PROMPT: Copy, exactly and without additions, every line in the records below from the one holding "pub fn collapsed(&self, classes: &[Vec<State>])" through the one holding "rep.insert(s, leader);", both ends included.

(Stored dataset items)
┌────────

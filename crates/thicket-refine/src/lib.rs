// crates/thicket-refine/src/lib.rs

#![forbid(unsafe_code)]
#![deny(rust_2018_idioms)]
#![warn(clippy::all, clippy::pedantic, clippy::nursery)]

//! Backward symbolic run and spurious-trace refinement (`spec.md` §4.7;
//! `fa/backward_run.hh`).
//!
//! The executor hands a real trace to [`backward_run`]: walking it in
//! reverse, each step intersects the running backward FA against the
//! forward snapshot stored at that point, then reverts that step's
//! normalization ([`normalize_revert`]) and folding ([`fold_revert`]). If
//! every root's intersection stays non-empty all the way to the entry
//! state, the error is real; the first empty root marks the trace
//! spurious and yields a new predicate for the fixpoint engine's
//! predicate-abstraction mode.

pub mod backward;
pub mod fold_revert;
pub mod normalize_revert;
pub mod trace;

pub use backward::{backward_run, RefinementOutcome};
pub use trace::{BackwardStep, Trace};
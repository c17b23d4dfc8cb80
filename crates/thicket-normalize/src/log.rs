// crates/thicket-normalize/src/log.rs

//! `NormalizationLog`: an invertible record of what canonicalization did.
//!
//! Grounded on `fa/normalization.hh`'s `NormalizationInfo`
//! (`rootsMerging_`/`joinStates_`/`rootMapping_`), kept as three parallel
//! structures for the same reason the original does: root merges, the
//! automaton-state identifications each merge performed, and the final
//! old-root -> surviving-root mapping are each consulted independently by
//! the backward run when undoing a normalization step
//! (`spec.md` §4.7).

use std::collections::HashMap;
use thicket_automata::State;
use thicket_core::RootIdx;

/// One root-merge step: `merged` was folded into `survivor` because a DFS
/// walk found `merged` has exactly one incoming reference, from `survivor`.
#[derive(Clone, Copy, Debug, PartialEq, Eq)]
pub struct RootMerge {
    pub survivor: RootIdx,
    pub merged: RootIdx,
}

/// A record of `NormalizationLog::normalize`'s effect on one forest
/// automaton, sufficient to invert it.
#[derive(Clone, Debug, Default)]
pub struct NormalizationLog {
    /// In the order they were performed; replaying them in order
    /// reconstructs the final automaton, replaying them in reverse undoes it.
    roots_merging: Vec<RootMerge>,
    /// Per surviving root, the `(state-in-survivor, state-in-merged-away)`
    /// pairs that were identified to splice the merged component in.
    join_states: HashMap<RootIdx, Vec<(State, State)>>,
    /// Old root index -> the root it ultimately survives as, after
    /// following every merge performed.
    root_mapping: HashMap<RootIdx, RootIdx>,
    finalized: bool,
}

impl NormalizationLog {
    #[must_use]
    pub fn new() -> Self {
        Self::default()
    }

    /// Seeds the mapping with the identity, one entry per existing root,
    /// before any merges are recorded.
    pub fn create_identity_mapping(&mut self, root_count: usize) {
        self.root_mapping = (0..root_count)
            .map(|i| (RootIdx::from(i), RootIdx::from(i)))
            .collect();
    }

    pub fn add_merged_root(&mut self, survivor: RootIdx, merged: RootIdx) {
        self.roots_merging.push(RootMerge { survivor, merged });
        self.root_mapping.insert(merged, survivor);
        // Anything that already mapped onto `merged` now maps onto
        // `survivor` instead, so later lookups resolve transitively.
        for target in self.root_mapping.values_mut() {
            if *target == merged {
                *target = survivor;
            }
        }
    }

    pub fn add_join_state(&mut self, survivor: RootIdx, in_survivor: State, in_merged: State) {
        self.join_states
            .entry(survivor)
            .or_default()
            .push((in_survivor, in_merged));
    }

    #[must_use]
    pub fn join_states_for(&self, survivor: RootIdx) -> &[(State, State)] {
        self.join_states.get(&survivor).map_or(&[], Vec::as_slice)
    }

    /// Resolves `root` through every merge performed so far.
    #[must_use]
    pub fn resolve(&self, root: RootIdx) -> RootIdx {
        self.root_mapping.get(&root).copied().unwrap_or(root)
    }

    #[must_use]
    pub fn contains_merged_root(&self, root: RootIdx) -> bool {
        self.roots_merging.iter().any(|m| m.merged == root)
    }

    #[must_use]
    pub fn merges_in_order(&self) -> &[RootMerge] {
        &self.roots_merging
    }

    /// Merges performed, latest first: the order the backward run must
    /// undo them in.
    #[must_use]
    pub fn merges_reversed(&self) -> Vec<RootMerge> {
        let mut v = self.roots_merging.clone();
        v.reverse();
        v
    }

    pub fn finalize(&mut self) {
        self.finalized = true;
    }

    #[must_use]
    pub fn is_finalized(&self) -> bool {
        self.finalized
    }

    #[must_use]
    pub fn empty(&self) -> bool {
        self.roots_merging.is_empty()
    }

    #[must_use]
    pub fn len(&self) -> usize {
        self.roots_merging.len()
    }

    #[must_use]
    pub fn is_empty(&self) -> bool {
        self.empty()
    }

    pub fn clear(&mut self) {
        self.roots_merging.clear();
        self.join_states.clear();
        self.root_mapping.clear();
        self.finalized = false;
    }
}

#[cfg(test)]
mod tests {
    use super::*;

    #[test]
    fn resolve_follows_transitive_merges() {
        let mut log = NormalizationLog::new();
        log.create_identity_mapping(3);
        log.add_merged_root(RootIdx::new(0), RootIdx::new(1));
        log.add_merged_root(RootIdx::new(1), RootIdx::new(2));
        assert_eq!(log.resolve(RootIdx::new(2)), RootIdx::new(0));
        assert_eq!(log.resolve(RootIdx::new(1)), RootIdx::new(0));
    }

    #[test]
    fn merges_reversed_undoes_in_lifo_order() {
        let mut log = NormalizationLog::new();
        log.add_merged_root(RootIdx::new(0), RootIdx::new(1));
        log.add_merged_root(RootIdx::new(0), RootIdx::new(2));
        let reversed = log.merges_reversed();
        assert_eq!(reversed[0].merged, RootIdx::new(2));
        assert_eq!(reversed[1].merged, RootIdx::new(1));
    }
}
// crates/thicket-witness/src/lib.rs

#![forbid(unsafe_code)]
#![deny(rust_2018_idioms)]
#![warn(clippy::all, clippy::pedantic, clippy::nursery)]

//! Renders a real program error's path into an SV-Comp GraphML witness
//! (`spec.md` §6, "Trace output"): one `node` per step, `entry` on the
//! first and `violation` on the last, one `edge` per step carrying
//! `originfile`/`originline` and an optional `sourcecode` token.
//! Consecutive instructions at the same line and column collapse into a
//! single edge.

use anyhow::Result;
use quick_xml::events::{BytesEnd, BytesStart, BytesText, Event};
use quick_xml::Writer;
use std::io::Cursor;
use thicket_core::ir::SourceLoc;

/// One step of a witnessed path: the location it executed at, and, if the
/// caller has the original source handy, the token(s) to attach to the
/// edge leaving it.
#[derive(Clone, Debug)]
pub struct WitnessStep {
    pub loc: SourceLoc,
    pub sourcecode: Option<String>,
}

impl From<SourceLoc> for WitnessStep {
    fn from(loc: SourceLoc) -> Self {
        Self { loc, sourcecode: None }
    }
}

/// Renders `steps` into a GraphML witness document.
///
/// `steps` is empty only for a path that faulted on its very first
/// instruction; the witness then has an entry node that is also the
/// violation node.
pub fn render(steps: &[WitnessStep]) -> Result<String> {
    let mut writer = Writer::new_with_indent(Cursor::new(Vec::new()), b' ', 2);
    write_prologue(&mut writer)?;

    let mut node_number = 1u32;
    let mut i = 0;
    while i < steps.len() {
        let step = &steps[i];
        if let Some(next) = steps.get(i + 1) {
            if step.loc.same_position(next.loc) {
                i += 1;
                continue;
            }
        }
        write_node(&mut writer, node_number, node_number == 1)?;
        write_edge(&mut writer, node_number, step)?;
        node_number += 1;
        i += 1;
    }
    write_violation_node(&mut writer, node_number)?;
    write_epilogue(&mut writer)?;

    let bytes = writer.into_inner().into_inner();
    Ok(String::from_utf8(bytes)?)
}

/// Convenience entry point for callers that only have bare locations, no
/// recovered source text.
pub fn render_locs(locs: &[SourceLoc]) -> Result<String> {
    let steps: Vec<WitnessStep> = locs.iter().copied().map(WitnessStep::from).collect();
    render(&steps)
}

fn write_prologue(writer: &mut Writer<Cursor<Vec<u8>>>) -> Result<()> {
    writer.write_event(Event::Decl(quick_xml::events::BytesDecl::new("1.0", Some("UTF-8"), None)))?;

    let mut graphml = BytesStart::new("graphml");
    graphml.push_attribute(("xmlns:xsi", "http://www.w3.org/2001/XMLSchema-instance"));
    graphml.push_attribute(("xmlns", "http://graphml.graphdrawing.org/xmlns"));
    writer.write_event(Event::Start(graphml))?;

    write_key(writer, "originline", "int", "edge", None)?;
    write_key(writer, "originfile", "string", "edge", Some("<command-line>"))?;
    write_key(writer, "sourcecode", "string", "edge", None)?;
    write_key(writer, "nodetype", "string", "node", Some("path"))?;
    write_key(writer, "frontier", "boolean", "node", Some("false"))?;
    write_key(writer, "violation", "boolean", "node", Some("false"))?;
    write_key(writer, "entry", "boolean", "node", Some("false"))?;
    write_key(writer, "sink", "boolean", "node", Some("false"))?;

    let mut graph = BytesStart::new("graph");
    graph.push_attribute(("edgedefault", "directed"));
    writer.write_event(Event::Start(graph))?;
    write_data(writer, "sourcecodelang", "C")?;
    Ok(())
}

fn write_key(
    writer: &mut Writer<Cursor<Vec<u8>>>,
    id: &str,
    attr_type: &str,
    target: &str,
    default: Option<&str>,
) -> Result<()> {
    let mut key = BytesStart::new("key");
    key.push_attribute(("attr.name", id));
    key.push_attribute(("attr.type", attr_type));
    key.push_attribute(("for", target));
    key.push_attribute(("id", id));
    match default {
        Some(value) => {
            writer.write_event(Event::Start(key))?;
            write_data(writer, "default", value)?;
            writer.write_event(Event::End(BytesEnd::new("key")))?;
        }
        None => writer.write_event(Event::Empty(key))?,
    }
    Ok(())
}

fn write_data(writer: &mut Writer<Cursor<Vec<u8>>>, key: &str, text: &str) -> Result<()> {
    let mut data = BytesStart::new("data");
    data.push_attribute(("key", key));
    writer.write_event(Event::Start(data))?;
    writer.write_event(Event::Text(BytesText::new(text)))?;
    writer.write_event(Event::End(BytesEnd::new("data")))?;
    Ok(())
}

fn write_node(writer: &mut Writer<Cursor<Vec<u8>>>, number: u32, is_entry: bool) -> Result<()> {
    let name = node_name(number);
    let node = BytesStart::new("node").with_attributes([("id", name.as_str())]);
    if is_entry {
        writer.write_event(Event::Start(node))?;
        write_data(writer, "entry", "true")?;
        writer.write_event(Event::End(BytesEnd::new("node")))?;
    } else {
        writer.write_event(Event::Empty(node))?;
    }
    Ok(())
}

fn write_violation_node(writer: &mut Writer<Cursor<Vec<u8>>>, number: u32) -> Result<()> {
    let name = node_name(number);
    let node = BytesStart::new("node").with_attributes([("id", name.as_str())]);
    writer.write_event(Event::Start(node))?;
    write_data(writer, "violation", "true")?;
    writer.write_event(Event::End(BytesEnd::new("node")))?;
    Ok(())
}

fn write_edge(writer: &mut Writer<Cursor<Vec<u8>>>, number: u32, step: &WitnessStep) -> Result<()> {
    let source = node_name(number);
    let target = node_name(number + 1);
    let edge = BytesStart::new("edge").with_attributes([("source", source.as_str()), ("target", target.as_str())]);
    writer.write_event(Event::Start(edge))?;
    if let Some(code) = &step.sourcecode {
        write_data(writer, "sourcecode", code)?;
    }
    write_data(writer, "originfile", &step.loc.file.to_string())?;
    write_data(writer, "originline", &step.loc.line.to_string())?;
    writer.write_event(Event::End(BytesEnd::new("edge")))?;
    Ok(())
}

fn write_epilogue(writer: &mut Writer<Cursor<Vec<u8>>>) -> Result<()> {
    writer.write_event(Event::End(BytesEnd::new("graph")))?;
    writer.write_event(Event::End(BytesEnd::new("graphml")))?;
    Ok(())
}

fn node_name(number: u32) -> String {
    format!("A{number}")
}

#[cfg(test)]
mod tests {
    use super::*;

    fn loc(line: u32, column: u32) -> SourceLoc {
        SourceLoc::new(0, line, column)
    }

    #[test]
    fn empty_path_still_renders_a_single_entry_violation_node() {
        let doc = render(&[]).unwrap();
        assert!(doc.contains("graphml"));
        assert!(doc.contains(r#"id="A1""#));
    }

    #[test]
    fn adjacent_same_position_instructions_collapse_into_one_edge() {
        let steps = vec![
            WitnessStep::from(loc(10, 4)),
            WitnessStep::from(loc(10, 4)),
            WitnessStep::from(loc(11, 2)),
        ];
        let doc = render(&steps).unwrap();
        let edge_count = doc.matches("<edge").count();
        assert_eq!(edge_count, 2);
    }

    #[test]
    fn the_last_node_carries_the_violation_marker() {
        let steps = vec![WitnessStep::from(loc(1, 1)), WitnessStep::from(loc(2, 1))];
        let doc = render(&steps).unwrap();
        assert!(doc.contains(r#"<data key="violation">true</data>"#));
        assert!(doc.contains(r#"id="A3""#));
    }

    #[test]
    fn originfile_and_originline_are_carried_on_each_edge() {
        let steps = vec![WitnessStep::from(SourceLoc::new(7, 42, 1))];
        let doc = render(&steps).unwrap();
        assert!(doc.contains(r#"<data key="originfile">7</data>"#));
        assert!(doc.contains(r#"<data key="originline">42</data>"#));
    }
}
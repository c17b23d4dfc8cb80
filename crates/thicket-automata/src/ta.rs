// crates/thicket-automata/src/ta.rs

//! `TreeAut`: the `(Q, F, Delta)` bottom-up tree automaton itself.

use crate::state::{State, StateAllocator};
use crate::transition::Transition;
use std::collections::{BTreeSet, HashMap, HashSet};
use thicket_label::LabelId;

/// A bottom-up finite tree automaton.
///
/// Transitions are stored once and indexed by both `rhs` (for bottom-up
/// construction: "what can I build on top of state `q`?") and by
/// `(label, rhs)` (for the product constructions, which need to line up
/// transitions with equal label before pairing children).
#[derive(Clone, Debug, Default)]
pub struct TreeAut {
    states: BTreeSet<State>,
    finals: BTreeSet<State>,
    transitions: Vec<Transition>,
    by_rhs: HashMap<State, Vec<usize>>,
    alloc: StateAllocator,
}

impl TreeAut {
    #[must_use]
    pub fn new() -> Self {
        Self::default()
    }

    pub fn fresh_state(&mut self) -> State {
        let s = self.alloc.fresh();
        self.states.insert(s);
        s
    }

    /// Registers a state that was allocated elsewhere (e.g. copied over
    /// from another automaton), bumping the allocator past it so future
    /// `fresh_state` calls never collide.
    pub fn register_state(&mut self, s: State) {
        self.states.insert(s);
        if s.0 >= self.alloc.high_water_mark() {
            self.alloc = StateAllocator::starting_at(s.0 + 1);
        }
    }

    pub fn add_transition(&mut self, lhs: Vec<State>, label: LabelId, rhs: State) {
        for &q in &lhs {
            self.register_state(q);
        }
        self.register_state(rhs);
        let t = Transition::new(lhs, label, rhs);
        if self.transitions.iter().any(|existing| *existing == t) {
            return;
        }
        let idx = self.transitions.len();
        self.by_rhs.entry(t.rhs).or_default().push(idx);
        self.transitions.push(t);
    }

    pub fn add_final(&mut self, s: State) {
        self.register_state(s);
        self.finals.insert(s);
    }

    pub fn add_finals(&mut self, states: impl IntoIterator<Item = State>) {
        for s in states {
            self.add_final(s);
        }
    }

    pub fn remove_final(&mut self, s: State) {
        self.finals.remove(&s);
    }

    #[must_use]
    pub fn is_final(&self, s: State) -> bool {
        self.finals.contains(&s)
    }

    #[must_use]
    pub fn final_states(&self) -> &BTreeSet<State> {
        &self.finals
    }

    #[must_use]
    pub fn states(&self) -> &BTreeSet<State> {
        &self.states
    }

    #[must_use]
    pub fn transitions(&self) -> &[Transition] {
        &self.transitions
    }

    /// One past the largest state index ever allocated in this automaton;
    /// the shift [`Self::union_disjoint`] applies to the other operand's
    /// states, exposed so callers that need to track where a specific
    /// state ended up (normalization's join-state bookkeeping) can repeat
    /// the same arithmetic.
    #[must_use]
    pub fn high_water_mark(&self) -> u32 {
        self.alloc.high_water_mark()
    }

    #[must_use]
    pub fn transitions_with_rhs(&self, rhs: State) -> impl Iterator<Item = &Transition> {
        self.by_rhs
            .get(&rhs)
            .into_iter()
            .flatten()
            .map(move |&idx| &self.transitions[idx])
    }

    /// All distinct labels used by transitions into `rhs`.
    #[must_use]
    pub fn labels_at(&self, rhs: State) -> HashSet<LabelId> {
        self.transitions_with_rhs(rhs).map(|t| t.label).collect()
    }

    /// Produces a fresh automaton with every state `q` replaced by
    /// `mapping(q)`. Multiple source states may collapse onto one target
    /// state; duplicate transitions that result are deduplicated.
    #[must_use]
    pub fn rename(&self, mapping: impl Fn(State) -> State) -> Self {
        let mut out = Self::new();
        for t in &self.transitions {
            let lhs = t.lhs.iter().map(|&q| mapping(q)).collect();
            let rhs = mapping(t.rhs);
            out.add_transition(lhs, t.label, rhs);
        }
        for &f in &self.finals {
            out.add_final(mapping(f));
        }
        out
    }

    /// Disjoint union: shifts every state of `other` past the current
    /// automaton's high-water mark so the two state spaces cannot collide,
    /// then merges transitions and final states. Used by the fixpoint
    /// engine to build a UFAE accumulator (`spec.md` §4.6).
    #[must_use]
    pub fn union_disjoint(&self, other: &Self) -> Self {
        let shift = self.alloc.high_water_mark();
        let shifted = other.rename(|s| State(s.0 + shift));
        let mut out = self.clone();
        out.alloc = StateAllocator::starting_at(shift + shifted.alloc.high_water_mark());
        for t in &shifted.transitions {
            out.add_transition(t.lhs.clone(), t.label, t.rhs);
        }
        for &f in &shifted.finals {
            out.add_final(f);
        }
        out
    }

    /// Merges every state in `class` into its first (smallest) member,
    /// rewriting every transition and the final-state set accordingly.
    /// The core primitive behind both finite-height abstraction and
    /// `thicket-normalize`'s merge-into-predecessor step.
    #[must_use]
    pub fn collapsed(&self, classes: &[Vec<State>]) -> Self {
        let mut rep = HashMap::new();
        for class in classes {
            if let Some(&leader) = class.iter().min() {
                for &s in class {
                    rep.insert(s, leader);
                }
            }
        }
        self.rename(|s| *rep.get(&s).unwrap_or(&s))
    }
}

#[cfg(test)]
mod tests {
    use super::*;
    use thicket_label::{LabelArena, Label};

    fn leaf_label(arena: &mut LabelArena) -> LabelId {
        arena.intern(Label::Data(thicket_core::Data::Null, thicket_label::DataId(0)))
    }

    #[test]
    fn add_transition_deduplicates() {
        let mut arena = LabelArena::new();
        let lbl = leaf_label(&mut arena);
        let mut ta = TreeAut::new();
        let q0 = ta.fresh_state();
        ta.add_transition(vec![], lbl, q0);
        ta.add_transition(vec![], lbl, q0);
        assert_eq!(ta.transitions().len(), 1);
    }

    #[test]
    fn rename_merges_collapsed_states() {
        let mut arena = LabelArena::new();
        let lbl = leaf_label(&mut arena);
        let mut ta = TreeAut::new();
        let q0 = ta.fresh_state();
        let q1 = ta.fresh_state();
        ta.add_transition(vec![], lbl, q0);
        ta.add_transition(vec![], lbl, q1);
        ta.add_final(q0);
        ta.add_final(q1);
        let collapsed = ta.collapsed(&[vec![q0, q1]]);
        assert_eq!(collapsed.final_states().len(), 1);
        assert_eq!(collapsed.transitions().len(), 1);
    }

    #[test]
    fn union_disjoint_keeps_both_languages() {
        let mut arena = LabelArena::new();
        let lbl = leaf_label(&mut arena);
        let mut a = TreeAut::new();
        let a0 = a.fresh_state();
        a.add_transition(vec![], lbl, a0);
        a.add_final(a0);

        let mut b = TreeAut::new();
        let b0 = b.fresh_state();
        b.add_transition(vec![], lbl, b0);
        b.add_final(b0);

        let u = a.union_disjoint(&b);
        assert_eq!(u.final_states().len(), 2);
        assert_eq!(u.transitions().len(), 2);
    }
}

└────────

SOLVED PROBLEM:
    pub fn collapsed(&self, classes: &[Vec<State>]) -> Self {
        let mut rep = HashMap::new();
        for class in classes {
            if let Some(&leader) = class.iter().min() {
                for &s in class {
                    rep.insert(s, leader);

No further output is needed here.